- Prompt
Beginning with the first line of the data below, set down each line exactly through the line that contains "const SERVICE: &str".

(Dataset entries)

+-------+

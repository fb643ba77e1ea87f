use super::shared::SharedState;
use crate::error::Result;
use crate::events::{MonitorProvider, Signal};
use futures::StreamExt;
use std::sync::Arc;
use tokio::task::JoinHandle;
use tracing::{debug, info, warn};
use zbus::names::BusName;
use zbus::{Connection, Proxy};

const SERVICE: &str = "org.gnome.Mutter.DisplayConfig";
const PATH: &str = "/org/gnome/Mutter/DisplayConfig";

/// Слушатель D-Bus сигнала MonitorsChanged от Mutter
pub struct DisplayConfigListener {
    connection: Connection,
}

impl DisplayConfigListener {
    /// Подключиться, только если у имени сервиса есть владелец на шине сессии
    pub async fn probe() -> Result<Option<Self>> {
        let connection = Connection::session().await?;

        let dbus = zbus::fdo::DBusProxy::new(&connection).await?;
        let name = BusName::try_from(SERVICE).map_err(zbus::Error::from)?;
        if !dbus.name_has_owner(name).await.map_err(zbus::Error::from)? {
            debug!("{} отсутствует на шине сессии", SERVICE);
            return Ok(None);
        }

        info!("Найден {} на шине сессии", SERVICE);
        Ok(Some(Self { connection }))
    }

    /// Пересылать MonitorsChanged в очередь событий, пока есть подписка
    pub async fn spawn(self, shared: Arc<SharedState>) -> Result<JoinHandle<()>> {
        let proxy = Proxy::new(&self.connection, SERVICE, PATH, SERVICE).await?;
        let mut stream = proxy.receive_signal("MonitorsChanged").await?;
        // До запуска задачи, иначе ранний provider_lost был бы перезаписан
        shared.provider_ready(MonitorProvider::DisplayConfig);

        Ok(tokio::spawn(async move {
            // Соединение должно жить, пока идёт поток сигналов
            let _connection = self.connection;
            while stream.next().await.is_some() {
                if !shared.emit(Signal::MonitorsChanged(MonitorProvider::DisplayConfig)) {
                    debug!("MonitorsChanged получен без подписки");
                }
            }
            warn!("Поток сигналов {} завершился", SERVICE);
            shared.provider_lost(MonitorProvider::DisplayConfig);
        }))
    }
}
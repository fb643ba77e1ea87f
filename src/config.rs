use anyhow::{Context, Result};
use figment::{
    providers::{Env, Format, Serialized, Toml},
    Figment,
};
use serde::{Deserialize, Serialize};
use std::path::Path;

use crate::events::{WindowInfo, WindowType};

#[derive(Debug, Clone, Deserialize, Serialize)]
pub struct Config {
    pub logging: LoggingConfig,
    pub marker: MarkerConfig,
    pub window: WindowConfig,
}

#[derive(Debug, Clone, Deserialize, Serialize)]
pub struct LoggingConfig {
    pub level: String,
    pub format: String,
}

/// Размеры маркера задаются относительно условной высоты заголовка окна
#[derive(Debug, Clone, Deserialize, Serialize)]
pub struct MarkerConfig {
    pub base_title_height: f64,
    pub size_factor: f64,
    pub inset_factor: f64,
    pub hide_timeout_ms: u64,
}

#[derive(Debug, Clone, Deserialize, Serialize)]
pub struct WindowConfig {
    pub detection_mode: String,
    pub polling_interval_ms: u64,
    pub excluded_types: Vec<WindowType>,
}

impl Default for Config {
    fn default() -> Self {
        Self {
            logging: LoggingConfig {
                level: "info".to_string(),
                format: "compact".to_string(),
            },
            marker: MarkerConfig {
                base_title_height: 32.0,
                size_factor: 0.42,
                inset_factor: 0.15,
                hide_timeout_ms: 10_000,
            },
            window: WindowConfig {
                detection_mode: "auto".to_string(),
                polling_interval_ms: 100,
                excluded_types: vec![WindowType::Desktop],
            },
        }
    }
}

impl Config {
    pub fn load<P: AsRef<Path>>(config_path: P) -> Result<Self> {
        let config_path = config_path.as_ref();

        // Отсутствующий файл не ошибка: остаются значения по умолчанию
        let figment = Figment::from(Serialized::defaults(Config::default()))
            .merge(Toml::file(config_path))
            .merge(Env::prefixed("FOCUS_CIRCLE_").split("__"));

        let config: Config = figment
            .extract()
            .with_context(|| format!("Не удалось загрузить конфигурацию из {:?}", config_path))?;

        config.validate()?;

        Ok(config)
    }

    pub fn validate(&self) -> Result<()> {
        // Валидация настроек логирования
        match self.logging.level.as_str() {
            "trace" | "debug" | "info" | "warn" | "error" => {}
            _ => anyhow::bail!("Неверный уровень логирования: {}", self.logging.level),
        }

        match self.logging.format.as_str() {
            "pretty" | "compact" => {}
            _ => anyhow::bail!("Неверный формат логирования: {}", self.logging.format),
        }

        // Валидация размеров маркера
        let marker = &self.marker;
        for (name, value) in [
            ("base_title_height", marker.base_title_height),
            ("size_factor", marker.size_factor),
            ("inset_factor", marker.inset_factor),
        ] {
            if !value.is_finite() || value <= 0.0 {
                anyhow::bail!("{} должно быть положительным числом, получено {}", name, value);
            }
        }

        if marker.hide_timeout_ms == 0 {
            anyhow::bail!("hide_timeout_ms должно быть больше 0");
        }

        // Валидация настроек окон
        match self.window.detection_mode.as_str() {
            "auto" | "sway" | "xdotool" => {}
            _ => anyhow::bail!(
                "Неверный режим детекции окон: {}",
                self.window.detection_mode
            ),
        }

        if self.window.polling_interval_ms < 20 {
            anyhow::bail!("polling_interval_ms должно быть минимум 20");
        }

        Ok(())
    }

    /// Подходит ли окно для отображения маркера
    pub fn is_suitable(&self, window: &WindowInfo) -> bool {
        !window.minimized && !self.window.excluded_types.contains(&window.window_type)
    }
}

+-------+

- Reply to the exercise
repository fb643ba77e1ea87f
use super::shared::SharedState;
use crate::error::Result;
use crate::events::{MonitorProvider, Signal};
use futures::StreamExt;
use std::sync::Arc;
use tokio::task::JoinHandle;
use tracing::{debug, info, warn};
use zbus::names::BusName;
use zbus::{Connection, Proxy};

const SERVICE: &str = "org.gnome.Mutter.DisplayConfig";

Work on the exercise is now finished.